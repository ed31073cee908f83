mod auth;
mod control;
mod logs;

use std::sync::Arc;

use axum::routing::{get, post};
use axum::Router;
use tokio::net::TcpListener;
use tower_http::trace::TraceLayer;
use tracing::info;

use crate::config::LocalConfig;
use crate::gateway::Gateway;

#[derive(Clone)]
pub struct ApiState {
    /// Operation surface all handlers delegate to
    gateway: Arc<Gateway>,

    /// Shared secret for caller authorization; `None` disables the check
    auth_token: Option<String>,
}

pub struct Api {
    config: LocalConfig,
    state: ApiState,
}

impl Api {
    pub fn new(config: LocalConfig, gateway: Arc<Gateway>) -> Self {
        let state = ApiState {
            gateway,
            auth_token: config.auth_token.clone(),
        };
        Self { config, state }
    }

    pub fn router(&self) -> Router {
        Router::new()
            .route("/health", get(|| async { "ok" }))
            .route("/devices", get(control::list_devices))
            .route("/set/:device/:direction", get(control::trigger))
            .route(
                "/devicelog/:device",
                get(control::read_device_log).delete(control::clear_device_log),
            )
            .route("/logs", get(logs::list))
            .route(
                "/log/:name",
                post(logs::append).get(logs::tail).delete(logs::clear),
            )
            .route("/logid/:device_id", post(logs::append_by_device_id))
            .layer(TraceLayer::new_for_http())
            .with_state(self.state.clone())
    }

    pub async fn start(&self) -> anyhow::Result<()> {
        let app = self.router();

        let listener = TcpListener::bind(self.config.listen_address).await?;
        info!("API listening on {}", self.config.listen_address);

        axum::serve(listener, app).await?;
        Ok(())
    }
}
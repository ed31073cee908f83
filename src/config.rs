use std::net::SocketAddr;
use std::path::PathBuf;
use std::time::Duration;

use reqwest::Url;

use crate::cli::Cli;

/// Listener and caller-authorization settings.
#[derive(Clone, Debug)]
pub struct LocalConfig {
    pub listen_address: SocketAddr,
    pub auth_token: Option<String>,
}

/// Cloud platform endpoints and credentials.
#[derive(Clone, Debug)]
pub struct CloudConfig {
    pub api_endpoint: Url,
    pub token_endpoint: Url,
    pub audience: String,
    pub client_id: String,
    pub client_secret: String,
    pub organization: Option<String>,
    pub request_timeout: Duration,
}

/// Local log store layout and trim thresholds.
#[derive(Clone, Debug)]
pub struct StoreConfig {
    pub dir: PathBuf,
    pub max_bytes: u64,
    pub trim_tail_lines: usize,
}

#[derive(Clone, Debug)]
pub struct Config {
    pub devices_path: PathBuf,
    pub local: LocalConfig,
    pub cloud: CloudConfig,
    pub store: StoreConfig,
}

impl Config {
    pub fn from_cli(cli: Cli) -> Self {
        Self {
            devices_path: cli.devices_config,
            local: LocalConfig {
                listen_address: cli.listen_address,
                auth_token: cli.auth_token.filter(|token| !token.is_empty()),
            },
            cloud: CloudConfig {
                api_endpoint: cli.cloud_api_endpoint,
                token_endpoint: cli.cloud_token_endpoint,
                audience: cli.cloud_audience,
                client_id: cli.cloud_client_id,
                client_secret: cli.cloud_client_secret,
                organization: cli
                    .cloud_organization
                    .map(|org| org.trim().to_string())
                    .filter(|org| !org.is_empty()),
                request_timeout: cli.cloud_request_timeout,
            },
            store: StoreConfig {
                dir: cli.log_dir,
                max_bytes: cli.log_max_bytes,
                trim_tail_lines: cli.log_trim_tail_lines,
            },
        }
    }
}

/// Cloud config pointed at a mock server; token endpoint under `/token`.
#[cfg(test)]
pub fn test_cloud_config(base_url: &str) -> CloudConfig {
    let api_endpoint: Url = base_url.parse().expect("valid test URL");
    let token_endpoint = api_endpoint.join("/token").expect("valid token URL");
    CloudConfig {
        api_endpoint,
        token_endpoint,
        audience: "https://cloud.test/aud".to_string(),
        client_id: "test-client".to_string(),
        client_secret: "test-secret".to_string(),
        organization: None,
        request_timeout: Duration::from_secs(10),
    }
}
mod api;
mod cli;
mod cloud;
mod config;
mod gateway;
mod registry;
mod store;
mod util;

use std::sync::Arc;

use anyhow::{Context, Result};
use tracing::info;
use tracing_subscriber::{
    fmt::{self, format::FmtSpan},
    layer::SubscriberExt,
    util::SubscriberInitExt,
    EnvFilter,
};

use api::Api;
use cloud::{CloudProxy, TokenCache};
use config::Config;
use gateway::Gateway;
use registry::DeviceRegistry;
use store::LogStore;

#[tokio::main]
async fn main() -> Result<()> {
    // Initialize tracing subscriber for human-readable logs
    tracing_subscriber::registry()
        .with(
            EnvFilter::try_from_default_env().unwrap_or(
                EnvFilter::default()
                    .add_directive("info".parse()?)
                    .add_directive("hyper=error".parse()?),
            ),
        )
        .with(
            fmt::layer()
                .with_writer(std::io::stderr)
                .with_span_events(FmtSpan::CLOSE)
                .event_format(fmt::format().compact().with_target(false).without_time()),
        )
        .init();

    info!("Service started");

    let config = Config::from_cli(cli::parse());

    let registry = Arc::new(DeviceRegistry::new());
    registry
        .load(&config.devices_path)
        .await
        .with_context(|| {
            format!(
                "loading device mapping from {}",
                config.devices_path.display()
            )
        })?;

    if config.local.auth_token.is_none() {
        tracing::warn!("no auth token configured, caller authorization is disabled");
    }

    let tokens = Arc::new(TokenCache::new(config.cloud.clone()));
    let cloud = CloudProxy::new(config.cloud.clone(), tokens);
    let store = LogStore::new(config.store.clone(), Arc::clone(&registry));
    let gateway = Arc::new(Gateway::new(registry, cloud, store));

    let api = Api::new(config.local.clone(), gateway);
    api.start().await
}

- **Exercise details**
Copy the listing above out again in its entirety, exactly as written.

- **Solution for this exercise**
repository ed31073cee908f83
mod auth;
mod control;
mod logs;

use std::sync::Arc;

use axum::routing::{get, post};
use axum::Router;
use tokio::net::TcpListener;
use tower_http::trace::TraceLayer;
use tracing::info;

use crate::config::LocalConfig;
use crate::gateway::Gateway;

#[derive(Clone)]
pub struct ApiState {
    /// Operation surface all handlers delegate to
    gateway: Arc<Gateway>,

    /// Shared secret for caller authorization; `None` disables the check
    auth_token: Option<String>,
}

pub struct Api {
    config: LocalConfig,
    state: ApiState,
}

impl Api {
    pub fn new(config: LocalConfig, gateway: Arc<Gateway>) -> Self {
        let state = ApiState {
            gateway,
            auth_token: config.auth_token.clone(),
        };
        Self { config, state }
    }

    pub fn router(&self) -> Router {
        Router::new()
            .route("/health", get(|| async { "ok" }))
            .route("/devices", get(control::list_devices))
            .route("/set/:device/:direction", get(control::trigger))
            .route(
                "/devicelog/:device",
                get(control::read_device_log).delete(control::clear_device_log),
            )
            .route("/logs", get(logs::list))
            .route(
                "/log/:name",
                post(logs::append).get(logs::tail).delete(logs::clear),
            )
            .route("/logid/:device_id", post(logs::append_by_device_id))
            .layer(TraceLayer::new_for_http())
            .with_state(self.state.clone())
    }

    pub async fn start(&self) -> anyhow::Result<()> {
        let app = self.router();

        let listener = TcpListener::bind(self.config.listen_address).await?;
        info!("API listening on {}", self.config.listen_address);

        axum::serve(listener, app).await?;
        Ok(())
    }
}
repository ed31073cee908f83
filename src/config.rs
use std::net::SocketAddr;
use std::path::PathBuf;
use std::time::Duration;

use reqwest::Url;

use crate::cli::Cli;

/// Listener and caller-authorization settings.
#[derive(Clone, Debug)]
pub struct LocalConfig {
    pub listen_address: SocketAddr,
    pub auth_token: Option<String>,
}

/// Cloud platform endpoints and credentials.
#[derive(Clone, Debug)]
pub struct CloudConfig {
    pub api_endpoint: Url,
    pub token_endpoint: Url,
    pub audience: String,
    pub client_id: String,
    pub client_secret: String,
    pub organization: Option<String>,
    pub request_timeout: Duration,
}

/// Local log store layout and trim thresholds.
#[derive(Clone, Debug)]
pub struct StoreConfig {
    pub dir: PathBuf,
    pub max_bytes: u64,
    pub trim_tail_lines: usize,
}

#[derive(Clone, Debug)]
pub struct Config {
    pub devices_path: PathBuf,
    pub local: LocalConfig,
    pub cloud: CloudConfig,
    pub store: StoreConfig,
}

impl Config {
    pub fn from_cli(cli: Cli) -> Self {
        Self {
            devices_path: cli.devices_config,
            local: LocalConfig {
                listen_address: cli.listen_address,
                auth_token: cli.auth_token.filter(|token| !token.is_empty()),
            },
            cloud: CloudConfig {
                api_endpoint: cli.cloud_api_endpoint,
                token_endpoint: cli.cloud_token_endpoint,
                audience: cli.cloud_audience,
                client_id: cli.cloud_client_id,
                client_secret: cli.cloud_client_secret,
                organization: cli
                    .cloud_organization
                    .map(|org| org.trim().to_string())
                    .filter(|org| !org.is_empty()),
                request_timeout: cli.cloud_request_timeout,
            },
            store: StoreConfig {
                dir: cli.log_dir,
                max_bytes: cli.log_max_bytes,
                trim_tail_lines: cli.log_trim_tail_lines,
            },
        }
    }
}

/// Cloud config pointed at a mock server; token endpoint under `/token`.
#[cfg(test)]
pub fn test_cloud_config(base_url: &str) -> CloudConfig {
    let api_endpoint: Url = base_url.parse().expect("valid test URL");
    let token_endpoint = api_endpoint.join("/token").expect("valid token URL");
    CloudConfig {
        api_endpoint,
        token_endpoint,
        audience: "https://cloud.test/aud".to_string(),
        client_id: "test-client".to_string(),
        client_secret: "test-secret".to_string(),
        organization: None,
        request_timeout: Duration::from_secs(10),
    }
}
mod api;
mod cli;
mod cloud;
mod config;
mod gateway;
mod registry;
mod store;
mod util;

use std::sync::Arc;

use anyhow::{Context, Result};
use tracing::info;
use tracing_subscriber::{
    fmt::{self, format::FmtSpan},
    layer::SubscriberExt,
    util::SubscriberInitExt,
    EnvFilter,
};

use api::Api;
use cloud::{CloudProxy, TokenCache};
use config::Config;
use gateway::Gateway;
use registry::DeviceRegistry;
use store::LogStore;

#[tokio::main]
async fn main() -> Result<()> {
    // Initialize tracing subscriber for human-readable logs
    tracing_subscriber::registry()
        .with(
            EnvFilter::try_from_default_env().unwrap_or(
                EnvFilter::default()
                    .add_directive("info".parse()?)
                    .add_directive("hyper=error".parse()?),
            ),
        )
        .with(
            fmt::layer()
                .with_writer(std::io::stderr)
                .with_span_events(FmtSpan::CLOSE)
                .event_format(fmt::format().compact().with_target(false).without_time()),
        )
        .init();

    info!("Service started");

    let config = Config::from_cli(cli::parse());

    let registry = Arc::new(DeviceRegistry::new());
    registry
        .load(&config.devices_path)
        .await
        .with_context(|| {
            format!(
                "loading device mapping from {}",
                config.devices_path.display()
            )
        })?;

    if config.local.auth_token.is_none() {
        tracing::warn!("no auth token configured, caller authorization is disabled");
    }

    let tokens = Arc::new(TokenCache::new(config.cloud.clone()));
    let cloud = CloudProxy::new(config.cloud.clone(), tokens);
    let store = LogStore::new(config.store.clone(), Arc::clone(&registry));
    let gateway = Arc::new(Gateway::new(registry, cloud, store));

    let api = Api::new(config.local.clone(), gateway);
    api.start().await
}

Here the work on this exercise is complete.